Despite the wide research on this topic, there are still some
issues to be resolved, such as how to arrange for a training
period with foreground objects in dynamic, real environments; the adaptation to minor dynamic, uncontrolled changes like the passage of time, blinking of a screen, or shadows;
the adaptation to sudden, unexpected changes in illumination; or the differentiation between foreground and background objects in terms of motion and motionless situations.
With the purpose of overcoming these problems, we
proposed a hybrid algorithm based on frame differencing
and background subtraction along with a single-Gaussian
background model and a mechanism for its effective maintenance (which is described in depth in [70]). The underlying idea of this method is to mutually reinforce frame
difference and background subtraction so that the drawbacks of both approaches are overcome while keeping their
original advantages.
In a first stage, an initial background model is built.
Unlike most background estimation algorithms, another
technique for controlling the activity within the system
workspace is performed. As computational and time costs
are critical issues, this control is performed by means of a
combination of difference techniques: frame difference with
reference frame subtraction. Frame difference allows the system to identify objects that have moved from one frame to
the next one. However, it is important to take into account
that both the previous position and the current one are
detected. This problem was solved by using background subtraction because the only highlighted position is the current
one. Note that, as the reference frame is the first taken frame,
it might be possible that it contains objects that are not part
of the background. For that reason, some additional
constraints have been defined to solve this kind of situation.
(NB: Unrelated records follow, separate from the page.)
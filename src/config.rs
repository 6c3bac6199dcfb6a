// SPDX-License-Identifier: Apache-2.0
// Copyright (c) 2025 Au-Zone Technologies. All Rights Reserved.

use crate::error::Error;
use log::trace;
use std::{
    fs::File,
    io::{BufRead, BufReader},
    path::Path,
};

/// Classification of a single configuration line.
#[derive(Debug, Clone, PartialEq, Eq)]
pub enum LineKind {
    /// Empty or whitespace-only line
    Blank,
    /// First non-whitespace character is `%`
    Comment,
    /// Anything else, to be sent to the device
    Command,
}

/// One physical line of the configuration source.
#[derive(Debug, Clone, PartialEq, Eq)]
pub struct ConfigLine {
    /// 1-based line number in the source
    pub number: usize,
    /// Line text with every carriage return removed
    pub text: String,
    pub kind: LineKind,
}

impl ConfigLine {
    pub fn new(number: usize, raw: &str) -> Self {
        let text: String = raw.chars().filter(|c| *c != '\r').collect();
        let kind = classify(&text);
        ConfigLine { number, text, kind }
    }

    /// The command text, or None for comments and blank lines.
    pub fn command(&self) -> Option<&str> {
        match self.kind {
            LineKind::Command => Some(&self.text),
            _ => None,
        }
    }
}

fn classify(text: &str) -> LineKind {
    let trimmed = text.trim_start();
    if trimmed.is_empty() {
        LineKind::Blank
    } else if trimmed.starts_with('%') {
        LineKind::Comment
    } else {
        LineKind::Command
    }
}

/// Lazily yields the lines of a configuration source in file order.
pub struct ConfigReader<R> {
    reader: R,
    buf: Vec<u8>,
    number: usize,
}

impl<R: BufRead> ConfigReader<R> {
    pub fn new(reader: R) -> Self {
        ConfigReader {
            reader,
            buf: Vec::new(),
            number: 0,
        }
    }
}

impl<R: BufRead> Iterator for ConfigReader<R> {
    type Item = Result<ConfigLine, Error>;

    fn next(&mut self) -> Option<Self::Item> {
        self.buf.clear();
        match self.reader.read_until(b'\n', &mut self.buf) {
            Ok(0) => return None,
            Ok(_) => (),
            Err(err) => return Some(Err(Error::Io(err))),
        }
        if self.buf.last() == Some(&b'\n') {
            self.buf.pop();
        }

        // bytes which are not UTF-8 (e.g. Latin-1 in comments) are replaced
        let raw = String::from_utf8_lossy(&self.buf);
        self.number += 1;
        let line = ConfigLine::new(self.number, &raw);
        trace!("line {}: {:?} '{}'", line.number, line.kind, line.text);
        Some(Ok(line))
    }
}

/// Open a configuration file for reading.
///
/// # Errors
/// Returns `Error::FileOpen` if the file cannot be opened.
pub fn open<P: AsRef<Path>>(path: P) -> Result<ConfigReader<BufReader<File>>, Error> {
    let path = path.as_ref();
    let file = File::open(path).map_err(|err| Error::FileOpen(path.to_path_buf(), err))?;
    Ok(ConfigReader::new(BufReader::new(file)))
}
Furthermore, the used thresholds for those subtraction
approaches are automatically set for each pixel from pixel
neighborhood information. In a similar way, the stationary
object problem has been solved with the combination of
both subtraction techniques. Therefore, there is no danger of
missing foreground objects while the initial model is being
built. Moreover, the obtained background model does not
contain information about those moving targets thanks to
the use of a simple frame-difference approach that detects
moving objects within the robot workspace.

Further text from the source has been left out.